Return exactly the lines from the one that contains "let result = if" up to the last line of the listing, and nothing else.

___ Information

//! Error types for ladder-core.

use thiserror::Error;

/// Core error types.
#[derive(Debug, Error)]
pub enum CoreError {
    #[error("Invalid price: {0}")]
    InvalidPrice(String),

    #[error("Invalid amount: {0:?}")]
    InvalidAmount(String),

    #[error("Decimal parse error: {0}")]
    DecimalParse(#[from] rust_decimal::Error),
}

/// Result type alias for core operations.
pub type Result<T> = std::result::Result<T, CoreError>;
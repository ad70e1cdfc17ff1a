//! Bounded retry combinator.
//!
//! The reference price feed retries with exponential backoff. Order
//! submission and startup cleanup use a fixed delay.

use std::fmt::Display;
use std::future::Future;
use std::time::Duration;

use tracing::{error, warn};

/// Delay schedule between attempts.
#[derive(Debug, Clone, Copy, PartialEq, Eq)]
pub enum Backoff {
    /// Same delay after every failed attempt.
    Fixed(Duration),
    /// `base * 2^(attempt-1)`, capped at `max`.
    Exponential { base: Duration, max: Duration },
}

/// Attempt cap plus delay schedule.
#[derive(Debug, Clone, Copy, PartialEq, Eq)]
pub struct RetryPolicy {
    /// Total attempts including the first one. Treated as at least 1.
    pub max_attempts: u32,
    pub backoff: Backoff,
}

impl RetryPolicy {
    pub fn fixed(max_attempts: u32, delay: Duration) -> Self {
        Self {
            max_attempts,
            backoff: Backoff::Fixed(delay),
        }
    }

    pub fn exponential(max_attempts: u32, base: Duration, max: Duration) -> Self {
        Self {
            max_attempts,
            backoff: Backoff::Exponential { base, max },
        }
    }

    /// A policy that never retries.
    pub fn once() -> Self {
        Self::fixed(1, Duration::ZERO)
    }

    /// Delay to wait after the given failed attempt (1-based).
    pub fn delay_after(&self, attempt: u32) -> Duration {
        match self.backoff {
            Backoff::Fixed(delay) => delay,
            Backoff::Exponential { base, max } => {
                // attempt=1 -> base, attempt=2 -> 2*base, attempt=3 -> 4*base
                let exponent = attempt.saturating_sub(1).min(16);
                base.saturating_mul(1u32 << exponent).min(max)
            }
        }
    }

    fn attempts(&self) -> u32 {
        self.max_attempts.max(1)
    }
}

/// Run `op` until it succeeds, the error is classified as permanent, or the
/// attempt cap is reached. Returns the last error on exhaustion.
///
/// `op` receives the 1-based attempt number.
pub async fn retry<T, E, F, Fut, C>(
    policy: &RetryPolicy,
    label: &str,
    mut op: F,
    is_retryable: C,
) -> Result<T, E>
where
    F: FnMut(u32) -> Fut,
    Fut: Future<Output = Result<T, E>>,
    C: Fn(&E) -> bool,
    E: Display,
{
    let max = policy.attempts();
    let mut attempt = 1;
    loop {
        match op(attempt).await {
            Ok(value) => return Ok(value),
            Err(e) if attempt < max && is_retryable(&e) => {
                let delay = policy.delay_after(attempt);
                warn!(
                    label,
                    attempt,
                    max_attempts = max,
                    delay_ms = delay.as_millis() as u64,
                    error = %e,
                    "Attempt failed, retrying"
                );
                tokio::time::sleep(delay).await;
                attempt += 1;
            }
            Err(e) => {
                error!(label, attempt, max_attempts = max, error = %e, "Giving up");
                return Err(e);
            }
        }
    }
}
//! Anchor state owned by one engine.
//!
//! Created empty at engine start, mutated only by that engine's control
//! loop, never persisted.

use std::time::Duration;

use ladder_core::Price;
use rust_decimal::Decimal;
use tokio::time::Instant;

/// What the control loop is doing right now.
#[derive(Debug, Clone, Copy, Default, PartialEq, Eq)]
pub enum EnginePhase {
    #[default]
    Idle,
    /// Trim, bait/sweep/anchor, ladder fill in progress.
    Rebalancing,
    /// Top-up in progress.
    Refilling,
}

/// Quote anchor and timer bookkeeping.
#[derive(Debug, Clone, Default)]
pub struct AnchorState {
    /// Raw reference price the quote is built around.
    anchor_price: Option<Price>,
    /// Reference price at the last completed rebalance or refill-only pass.
    prev_anchor_price: Option<Price>,
    /// Jitter drawn at the last full rebalance, percent.
    price_adjustment: Option<Decimal>,
    last_rebalance: Option<Instant>,
    last_refill: Option<Instant>,
    phase: EnginePhase,
}

impl AnchorState {
    pub fn new() -> Self {
        Self::default()
    }

    pub fn anchor_price(&self) -> Option<Price> {
        self.anchor_price
    }

    pub fn prev_anchor_price(&self) -> Option<Price> {
        self.prev_anchor_price
    }

    pub fn price_adjustment(&self) -> Option<Decimal> {
        self.price_adjustment
    }

    pub fn last_rebalance(&self) -> Option<Instant> {
        self.last_rebalance
    }

    pub fn last_refill(&self) -> Option<Instant> {
        self.last_refill
    }

    pub fn phase(&self) -> EnginePhase {
        self.phase
    }

    pub fn is_idle(&self) -> bool {
        self.phase == EnginePhase::Idle
    }

    /// The price actually quoted: anchor shifted by the current jitter.
    pub fn quoted_anchor(&self) -> Option<Price> {
        let anchor = self.anchor_price?;
        let adjustment = self.price_adjustment.unwrap_or(Decimal::ZERO);
        Some(anchor * (Decimal::ONE + adjustment / Decimal::ONE_HUNDRED))
    }

    /// Enter a working phase. Returns false if another phase is active.
    pub fn try_begin(&mut self, phase: EnginePhase) -> bool {
        if self.phase != EnginePhase::Idle {
            return false;
        }
        self.phase = phase;
        true
    }

    /// Return to idle.
    pub fn finish(&mut self) {
        self.phase = EnginePhase::Idle;
    }

    /// True if no rebalance has run yet or `interval` has elapsed.
    pub fn rebalance_due(&self, now: Instant, interval: Duration) -> bool {
        due(self.last_rebalance, now, interval)
    }

    /// True if idle and no refill has run yet or `interval` has elapsed.
    pub fn refill_due(&self, now: Instant, interval: Duration) -> bool {
        self.is_idle() && due(self.last_refill, now, interval)
    }

    /// Adopt a new anchor after a completed full rebalance.
    pub fn record_full_rebalance(&mut self, reference: Price, adjustment: Decimal, now: Instant) {
        self.anchor_price = Some(reference);
        self.prev_anchor_price = Some(reference);
        self.price_adjustment = Some(adjustment);
        self.last_rebalance = Some(now);
    }

    /// Move the anchor without re-establishing the quote. Keeps the jitter.
    pub fn record_refill_only(&mut self, reference: Price) {
        self.anchor_price = Some(reference);
        self.prev_anchor_price = Some(reference);
    }

    pub fn stamp_rebalance(&mut self, now: Instant) {
        self.last_rebalance = Some(now);
    }

    pub fn stamp_refill(&mut self, now: Instant) {
        self.last_refill = Some(now);
    }
}

fn due(last: Option<Instant>, now: Instant, interval: Duration) -> bool {
    match last {
        None => true,
        Some(at) => now.saturating_duration_since(at) >= interval,
    }
}

#[cfg(test)]
mod tests {
    use super::*;
    use rust_decimal_macros::dec;

    #[test]
    fn test_fresh_state_is_due() {
        let state = AnchorState::new();
        let now = Instant::now();
        assert!(state.rebalance_due(now, Duration::from_secs(60)));
        assert!(state.refill_due(now, Duration::from_secs(10)));
        assert!(state.anchor_price().is_none());
        assert!(state.quoted_anchor().is_none());
    }

    #[tokio::test(start_paused = true)]
    async fn test_timers_respect_interval() {
        let mut state = AnchorState::new();
        state.record_full_rebalance(Price::new(dec!(100)), Decimal::ZERO, Instant::now());
        state.stamp_refill(Instant::now());

        tokio::time::advance(Duration::from_secs(9)).await;
        assert!(!state.refill_due(Instant::now(), Duration::from_secs(10)));

        tokio::time::advance(Duration::from_secs(1)).await;
        assert!(state.refill_due(Instant::now(), Duration::from_secs(10)));
        assert!(!state.rebalance_due(Instant::now(), Duration::from_secs(60)));

        tokio::time::advance(Duration::from_secs(50)).await;
        assert!(state.rebalance_due(Instant::now(), Duration::from_secs(60)));
    }

    #[test]
    fn test_phase_guard_blocks_refill() {
        let mut state = AnchorState::new();
        assert!(state.try_begin(EnginePhase::Rebalancing));
        assert!(!state.try_begin(EnginePhase::Refilling));
        assert!(!state.refill_due(Instant::now(), Duration::ZERO));

        state.finish();
        assert!(state.is_idle());
        assert!(state.try_begin(EnginePhase::Refilling));
    }

    #[test]
    fn test_quoted_anchor_applies_jitter() {
        let mut state = AnchorState::new();
        state.record_full_rebalance(Price::new(dec!(200)), dec!(0.5), Instant::now());
        assert_eq!(state.quoted_anchor(), Some(Price::new(dec!(201))));

        // Refill-only moves the anchor and keeps the jitter.
        state.record_refill_only(Price::new(dec!(100)));
        assert_eq!(state.anchor_price(), Some(Price::new(dec!(100))));
        assert_eq!(state.prev_anchor_price(), Some(Price::new(dec!(100))));
        assert_eq!(state.quoted_anchor(), Some(Price::new(dec!(100.5))));
    }
}
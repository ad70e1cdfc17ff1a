//! Prometheus metrics for the ladder market maker.
//!
//! # Panics
//!
//! Metric registration uses `unwrap()` intentionally. A registration
//! failure means duplicate metric names, a programming error that should
//! crash at startup. These panics only occur during static
//! initialization, never at runtime.

use once_cell::sync::Lazy;
use prometheus::{
    register_counter_vec, register_gauge_vec, CounterVec, Encoder, GaugeVec, TextEncoder,
};

/// Full rebalances started.
/// Labels: ticker, reason (initial/empty_book/adverse_move/threshold)
pub static REBALANCE_TOTAL: Lazy<CounterVec> = Lazy::new(|| {
    register_counter_vec!(
        "ladder_rebalance_total",
        "Total full rebalances started",
        &["ticker", "reason"]
    )
    .unwrap()
});

/// Rebalance steps aborted before the anchor order.
/// Labels: ticker, side, reason (bait_failed/read_failed/insufficient_balance/sweep_failed)
pub static REBALANCE_ABORTED_TOTAL: Lazy<CounterVec> = Lazy::new(|| {
    register_counter_vec!(
        "ladder_rebalance_aborted_total",
        "Total rebalance steps abandoned",
        &["ticker", "side", "reason"]
    )
    .unwrap()
});

/// Refill passes.
/// Labels: ticker, path (sync/timer)
pub static REFILL_TOTAL: Lazy<CounterVec> = Lazy::new(|| {
    register_counter_vec!(
        "ladder_refill_total",
        "Total refill passes",
        &["ticker", "path"]
    )
    .unwrap()
});

/// Orders accepted by the venue.
/// Labels: ticker, side, role (bait/sweep/anchor/ladder)
pub static ORDERS_PLACED_TOTAL: Lazy<CounterVec> = Lazy::new(|| {
    register_counter_vec!(
        "ladder_orders_placed_total",
        "Total orders placed",
        &["ticker", "side", "role"]
    )
    .unwrap()
});

/// Orders given up on after retries.
/// Labels: ticker, side, role
pub static ORDERS_FAILED_TOTAL: Lazy<CounterVec> = Lazy::new(|| {
    register_counter_vec!(
        "ladder_orders_failed_total",
        "Total orders that failed after retries",
        &["ticker", "side", "role"]
    )
    .unwrap()
});

/// Cancel attempts.
/// Labels: ticker, side, outcome (cancelled/missing/failed/timeout)
pub static CANCELS_TOTAL: Lazy<CounterVec> = Lazy::new(|| {
    register_counter_vec!(
        "ladder_cancels_total",
        "Total cancel attempts by outcome",
        &["ticker", "side", "outcome"]
    )
    .unwrap()
});

/// Reference price lookups that failed after retries.
pub static FEED_FAILURES_TOTAL: Lazy<CounterVec> = Lazy::new(|| {
    register_counter_vec!(
        "ladder_feed_failures_total",
        "Total reference price failures",
        &["ticker"]
    )
    .unwrap()
});

/// Current quoted anchor price.
pub static ANCHOR_PRICE: Lazy<GaugeVec> = Lazy::new(|| {
    register_gauge_vec!(
        "ladder_anchor_price",
        "Current anchor price",
        &["ticker"]
    )
    .unwrap()
});

/// Own resting orders per side, as last read.
pub static RESTING_ORDERS: Lazy<GaugeVec> = Lazy::new(|| {
    register_gauge_vec!(
        "ladder_resting_orders",
        "Own resting orders per side",
        &["ticker", "side"]
    )
    .unwrap()
});

/// Metrics helper.
pub struct Metrics;

impl Metrics {
    /// Record a full rebalance start.
    pub fn rebalance(ticker: &str, reason: &str) {
        REBALANCE_TOTAL.with_label_values(&[ticker, reason]).inc();
    }

    /// Record an abandoned rebalance step.
    pub fn rebalance_aborted(ticker: &str, side: &str, reason: &str) {
        REBALANCE_ABORTED_TOTAL
            .with_label_values(&[ticker, side, reason])
            .inc();
    }

    /// Record a refill pass.
    pub fn refill(ticker: &str, path: &str) {
        REFILL_TOTAL.with_label_values(&[ticker, path]).inc();
    }

    /// Record an accepted order.
    pub fn order_placed(ticker: &str, side: &str, role: &str) {
        ORDERS_PLACED_TOTAL
            .with_label_values(&[ticker, side, role])
            .inc();
    }

    /// Record an order abandoned after retries.
    pub fn order_failed(ticker: &str, side: &str, role: &str) {
        ORDERS_FAILED_TOTAL
            .with_label_values(&[ticker, side, role])
            .inc();
    }

    /// Record a cancel outcome.
    pub fn cancel(ticker: &str, side: &str, outcome: &str) {
        CANCELS_TOTAL
            .with_label_values(&[ticker, side, outcome])
            .inc();
    }

    /// Record a reference price failure.
    pub fn feed_failure(ticker: &str) {
        FEED_FAILURES_TOTAL.with_label_values(&[ticker]).inc();
    }

    /// Update the anchor price gauge.
    pub fn anchor_price(ticker: &str, price: f64) {
        ANCHOR_PRICE.with_label_values(&[ticker]).set(price);
    }

    /// Update the resting order gauge.
    pub fn resting_orders(ticker: &str, side: &str, count: usize) {
        RESTING_ORDERS
            .with_label_values(&[ticker, side])
            .set(count as f64);
    }

    /// Render every registered metric in the Prometheus text format.
    pub fn render() -> String {
        let mut buffer = Vec::new();
        let encoder = TextEncoder::new();
        if encoder
            .encode(&prometheus::gather(), &mut buffer)
            .is_err()
        {
            return String::new();
        }
        String::from_utf8(buffer).unwrap_or_default()
    }
}
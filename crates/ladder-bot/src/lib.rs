//! Ladder market maker application.
//!
//! Wires the reference price feed, the execution adapter and the ladder
//! engine together behind a small CLI.

pub mod app;
pub mod config;
pub mod error;

pub use app::Application;
pub use config::AppConfig;
pub use error::{AppError, AppResult};
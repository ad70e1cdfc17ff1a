//! Rebalance-vs-refill decision.
//!
//! Pure function of the previous anchor, the fresh reference price, and
//! how many own orders rest on each side in play.

use std::fmt;

use ladder_core::{Price, Side};
use rust_decimal::Decimal;

use crate::config::EngineMode;

/// Why a full rebalance was chosen.
#[derive(Debug, Clone, Copy, PartialEq, Eq)]
pub enum RebalanceReason {
    /// No anchor yet.
    Initial,
    /// A side in play has no resting orders.
    EmptyBook,
    /// Single side: price moved toward the quote, making it stale.
    AdverseMove,
    /// Dual side: absolute move beyond the threshold.
    Threshold,
}

impl RebalanceReason {
    pub fn as_str(&self) -> &'static str {
        match self {
            Self::Initial => "initial",
            Self::EmptyBook => "empty_book",
            Self::AdverseMove => "adverse_move",
            Self::Threshold => "threshold",
        }
    }
}

impl fmt::Display for RebalanceReason {
    fn fmt(&self, f: &mut fmt::Formatter<'_>) -> fmt::Result {
        f.write_str(self.as_str())
    }
}

#[derive(Debug, Clone, Copy, PartialEq, Eq)]
pub enum Decision {
    FullRebalance(RebalanceReason),
    /// Move the anchor to the new price and top up.
    RefillOnly,
}

/// Own resting order counts per side.
#[derive(Debug, Clone, Copy, Default, PartialEq, Eq)]
pub struct BookOccupancy {
    pub bid: usize,
    pub ask: usize,
}

impl BookOccupancy {
    pub fn count(&self, side: Side) -> usize {
        match side {
            Side::Bid => self.bid,
            Side::Ask => self.ask,
        }
    }

    pub fn set(&mut self, side: Side, count: usize) {
        match side {
            Side::Bid => self.bid = count,
            Side::Ask => self.ask = count,
        }
    }
}

/// True if moving from `prev` to `new` pushes the market into this side's
/// quote: a rise for bids, a fall for asks.
pub fn is_adverse(side: Side, prev: Price, new: Price) -> bool {
    side.is_better(new, prev)
}

/// Choose between a full rebalance and a refill-only pass.
///
/// `dual_threshold_percent` only applies to dual engines; the move must
/// strictly exceed it.
pub fn decide(
    mode: EngineMode,
    prev_anchor: Option<Price>,
    new_price: Price,
    occupancy: BookOccupancy,
    dual_threshold_percent: Decimal,
) -> Decision {
    let Some(prev) = prev_anchor else {
        return Decision::FullRebalance(RebalanceReason::Initial);
    };

    if mode.sides().iter().any(|&side| occupancy.count(side) == 0) {
        return Decision::FullRebalance(RebalanceReason::EmptyBook);
    }

    match mode {
        EngineMode::Single(side) => {
            if is_adverse(side, prev, new_price) {
                Decision::FullRebalance(RebalanceReason::AdverseMove)
            } else {
                Decision::RefillOnly
            }
        }
        EngineMode::Dual => {
            let change = new_price.pct_from(prev).unwrap_or(Decimal::ZERO);
            if change.abs() > dual_threshold_percent {
                Decision::FullRebalance(RebalanceReason::Threshold)
            } else {
                Decision::RefillOnly
            }
        }
    }
}
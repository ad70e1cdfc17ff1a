//! Feed error types.

use thiserror::Error;

#[derive(Debug, Clone, Error)]
pub enum FeedError {
    #[error("HTTP client error: {0}")]
    HttpClient(String),

    #[error("HTTP {status}: {body}")]
    Status { status: u16, body: String },

    #[error("Failed to parse price response: {0}")]
    Parse(String),

    #[error("Price for {symbol} unavailable after {attempts} attempts: {last}")]
    Exhausted {
        symbol: String,
        attempts: u32,
        last: String,
    },

    #[error("No price available for {0}")]
    Unavailable(String),
}

impl FeedError {
    /// Whether another attempt could plausibly succeed.
    ///
    /// Client errors other than rate limiting (e.g. an unknown symbol) are
    /// permanent.
    pub fn is_retryable(&self) -> bool {
        match self {
            Self::Status { status, .. } => *status == 429 || *status >= 500,
            Self::HttpClient(_) | Self::Parse(_) | Self::Unavailable(_) => true,
            Self::Exhausted { .. } => false,
        }
    }
}

pub type FeedResult<T> = Result<T, FeedError>;

#[cfg(test)]
mod tests {
    use super::*;

    #[test]
    fn test_retryable_classification() {
        assert!(FeedError::HttpClient("timeout".into()).is_retryable());
        assert!(FeedError::Status {
            status: 503,
            body: String::new()
        }
        .is_retryable());
        assert!(FeedError::Status {
            status: 429,
            body: String::new()
        }
        .is_retryable());
        assert!(!FeedError::Status {
            status: 400,
            body: "Invalid symbol.".into()
        }
        .is_retryable());
    }
}
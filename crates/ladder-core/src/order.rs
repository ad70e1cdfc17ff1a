//! Order-related types and identifiers.
//!
//! Provides the quoting side, order identifiers, and the snapshot types
//! read back from a venue (open orders, order book levels) as well as the
//! ladder levels the planner produces.

use rust_decimal::Decimal;
use serde::{Deserialize, Serialize};
use std::fmt;
use uuid::Uuid;

use crate::{Price, Size};

/// Book side: bid (buy) or ask (sell).
#[derive(Debug, Clone, Copy, PartialEq, Eq, Hash, Serialize, Deserialize)]
#[serde(rename_all = "lowercase")]
pub enum Side {
    Bid,
    Ask,
}

impl Side {
    /// Both sides, bid first. Dual-side work runs in this order.
    pub const BOTH: [Side; 2] = [Side::Bid, Side::Ask];

    /// Returns the opposite side.
    pub fn opposite(&self) -> Self {
        match self {
            Self::Bid => Self::Ask,
            Self::Ask => Self::Bid,
        }
    }

    /// Per-level multiplier moving a price away from the touch.
    ///
    /// `1 - step` for bids, `1 + step` for asks. `step` is a fraction.
    pub fn away_factor(&self, step: Decimal) -> Decimal {
        match self {
            Self::Bid => Decimal::ONE - step,
            Self::Ask => Decimal::ONE + step,
        }
    }

    /// True if `price` is more aggressive than `reference` on this side's
    /// book (higher for bids, lower for asks).
    pub fn is_better(&self, price: Price, reference: Price) -> bool {
        match self {
            Self::Bid => price > reference,
            Self::Ask => price < reference,
        }
    }

    /// True if `price` sits farther from the touch than `reference`.
    pub fn is_farther(&self, price: Price, reference: Price) -> bool {
        self.is_better(reference, price)
    }

    /// The outermost (farthest from touch) of the given prices.
    pub fn outermost<I: IntoIterator<Item = Price>>(&self, prices: I) -> Option<Price> {
        let iter = prices.into_iter();
        match self {
            Self::Bid => iter.min(),
            Self::Ask => iter.max(),
        }
    }

    /// Lower-case name, as used in config files and metric labels.
    pub fn as_str(&self) -> &'static str {
        match self {
            Self::Bid => "bid",
            Self::Ask => "ask",
        }
    }

    /// Upper-case label used in log lines.
    pub fn label(&self) -> &'static str {
        match self {
            Self::Bid => "BID",
            Self::Ask => "ASK",
        }
    }
}

impl fmt::Display for Side {
    fn fmt(&self, f: &mut fmt::Formatter<'_>) -> fmt::Result {
        f.write_str(self.as_str())
    }
}

/// Venue order identifier.
#[derive(Debug, Clone, PartialEq, Eq, Hash, Serialize, Deserialize)]
#[serde(transparent)]
pub struct OrderId(String);

impl OrderId {
    /// Generate a fresh identifier.
    ///
    /// Format: `lmm_{uuid_short}`
    pub fn generate() -> Self {
        let uuid_short = &Uuid::new_v4().simple().to_string()[..12];
        Self(format!("lmm_{uuid_short}"))
    }

    pub fn as_str(&self) -> &str {
        &self.0
    }
}

impl fmt::Display for OrderId {
    fn fmt(&self, f: &mut fmt::Formatter<'_>) -> fmt::Result {
        write!(f, "{}", self.0)
    }
}

impl From<String> for OrderId {
    fn from(s: String) -> Self {
        Self(s)
    }
}

impl From<&str> for OrderId {
    fn from(s: &str) -> Self {
        Self(s.to_string())
    }
}

/// One of our own resting orders as reported by the venue.
///
/// A snapshot: the engine never treats it as state it owns.
#[derive(Debug, Clone, PartialEq, Eq, Serialize, Deserialize)]
pub struct OpenOrder {
    pub side: Side,
    pub price: Price,
    pub quantity: Size,
    pub order_id: OrderId,
}

impl OpenOrder {
    /// Quote-currency value of the remaining quantity.
    pub fn notional(&self) -> Decimal {
        self.quantity.notional(self.price)
    }
}

/// Aggregated resting liquidity at one price.
#[derive(Debug, Clone, Copy, PartialEq, Eq, Serialize, Deserialize)]
pub struct BookLevel {
    pub price: Price,
    pub quantity: Size,
}

/// A target order produced by one planning pass.
#[derive(Debug, Clone, Copy, PartialEq, Eq)]
pub struct LadderLevel {
    pub side: Side,
    pub price: Price,
    pub quantity: Size,
}

impl LadderLevel {
    pub fn notional(&self) -> Decimal {
        self.quantity.notional(self.price)
    }
}

#[cfg(test)]
mod tests {
    use super::*;
    use rust_decimal_macros::dec;

    #[test]
    fn test_side_opposite() {
        assert_eq!(Side::Bid.opposite(), Side::Ask);
        assert_eq!(Side::Ask.opposite(), Side::Bid);
    }

    #[test]
    fn test_away_factor() {
        assert_eq!(Side::Bid.away_factor(dec!(0.01)), dec!(0.99));
        assert_eq!(Side::Ask.away_factor(dec!(0.01)), dec!(1.01));
    }

    #[test]
    fn test_is_better_and_farther() {
        let hi = Price::new(dec!(101));
        let lo = Price::new(dec!(99));

        assert!(Side::Bid.is_better(hi, lo));
        assert!(Side::Ask.is_better(lo, hi));
        assert!(Side::Bid.is_farther(lo, hi));
        assert!(Side::Ask.is_farther(hi, lo));
        assert!(!Side::Bid.is_better(lo, lo));
    }

    #[test]
    fn test_outermost() {
        let prices = [dec!(99), dec!(97), dec!(98)].map(Price::new);
        assert_eq!(Side::Bid.outermost(prices), Some(Price::new(dec!(97))));
        assert_eq!(Side::Ask.outermost(prices), Some(Price::new(dec!(99))));
        assert_eq!(Side::Bid.outermost(Vec::new()), None);
    }

    #[test]
    fn test_order_id_unique() {
        let id1 = OrderId::generate();
        let id2 = OrderId::generate();
        assert_ne!(id1, id2);
        assert!(id1.as_str().starts_with("lmm_"));
    }
}
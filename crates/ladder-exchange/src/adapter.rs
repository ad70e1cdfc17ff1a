//! Execution venue contract.
//!
//! Any transport (UI automation, REST, WebSocket) that the engine drives
//! must satisfy these six operations. Calls are awaited one at a time by a
//! single engine; implementations need not support concurrent submissions
//! from the same caller.

use std::future::Future;
use std::pin::Pin;
use std::sync::Arc;

use ladder_core::{BookLevel, OpenOrder, OrderId, Price, Side, Size};
use rust_decimal::Decimal;

use crate::error::AdapterResult;

/// Boxed future for dyn-compatible async trait methods.
pub type BoxFuture<'a, T> = Pin<Box<dyn Future<Output = T> + Send + 'a>>;

/// Order execution and book inspection for one instrument.
pub trait ExchangeAdapter: Send + Sync {
    /// Place a resting limit order. Returns the venue order id.
    ///
    /// The order may execute immediately, fully or partly, against
    /// crossable liquidity (including our own orders).
    fn place_limit_order(
        &self,
        side: Side,
        price: Price,
        quantity: Size,
    ) -> BoxFuture<'_, AdapterResult<OrderId>>;

    /// Cancel one order. `Ok(false)` means the order was already gone or
    /// the venue declined to remove it.
    fn cancel_order<'a>(&'a self, order_id: &'a OrderId) -> BoxFuture<'a, AdapterResult<bool>>;

    /// Cancel every own resting order. Returns `(cancelled, total)`.
    ///
    /// Idempotent: an empty book yields `(0, 0)`.
    fn cancel_all(&self) -> BoxFuture<'_, AdapterResult<(usize, usize)>>;

    /// Own resting orders on one side.
    fn read_open_orders(&self, side: Side) -> BoxFuture<'_, AdapterResult<Vec<OpenOrder>>>;

    /// Aggregated book levels on one side, nearest the touch first.
    fn read_order_book(&self, side: Side) -> BoxFuture<'_, AdapterResult<Vec<BookLevel>>>;

    /// Free balance usable by new orders on `side`: quote notional for
    /// bids, base quantity for asks.
    fn get_available_balance(&self, side: Side) -> BoxFuture<'_, AdapterResult<Decimal>>;
}

/// Arc wrapper for adapter trait objects.
pub type DynExchange = Arc<dyn ExchangeAdapter>;
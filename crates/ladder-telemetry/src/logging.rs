//! Structured logging initialization.

use crate::error::{TelemetryError, TelemetryResult};
use tracing_subscriber::{fmt, layer::SubscriberExt, util::SubscriberInitExt, EnvFilter};

/// Initialize structured logging.
///
/// JSON output when `RUST_ENV=production`, pretty output otherwise.
/// `RUST_LOG` overrides the default filter.
pub fn init_logging() -> TelemetryResult<()> {
    let env_filter =
        EnvFilter::try_from_default_env().unwrap_or_else(|_| EnvFilter::new("info,ladder=debug"));

    let is_production = std::env::var("RUST_ENV")
        .map(|v| v == "production")
        .unwrap_or(false);

    let result = if is_production {
        tracing_subscriber::registry()
            .with(env_filter)
            .with(
                fmt::layer()
                    .json()
                    .with_current_span(true)
                    .with_span_list(true),
            )
            .try_init()
    } else {
        tracing_subscriber::registry()
            .with(env_filter)
            .with(fmt::layer().pretty().with_target(true))
            .try_init()
    };

    result.map_err(|e| TelemetryError::LoggingInit(e.to_string()))
}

______

**Solution to this problem:**
    let result = if is_production {
        tracing_subscriber::registry()
            .with(env_filter)
            .with(
                fmt::layer()
                    .json()
                    .with_current_span(true)
                    .with_span_list(true),
            )
            .try_init()
    } else {
        tracing_subscriber::registry()
            .with(env_filter)
            .with(fmt::layer().pretty().with_target(true))
            .try_init()
    };

    result.map_err(|e| TelemetryError::LoggingInit(e.to_string()))
}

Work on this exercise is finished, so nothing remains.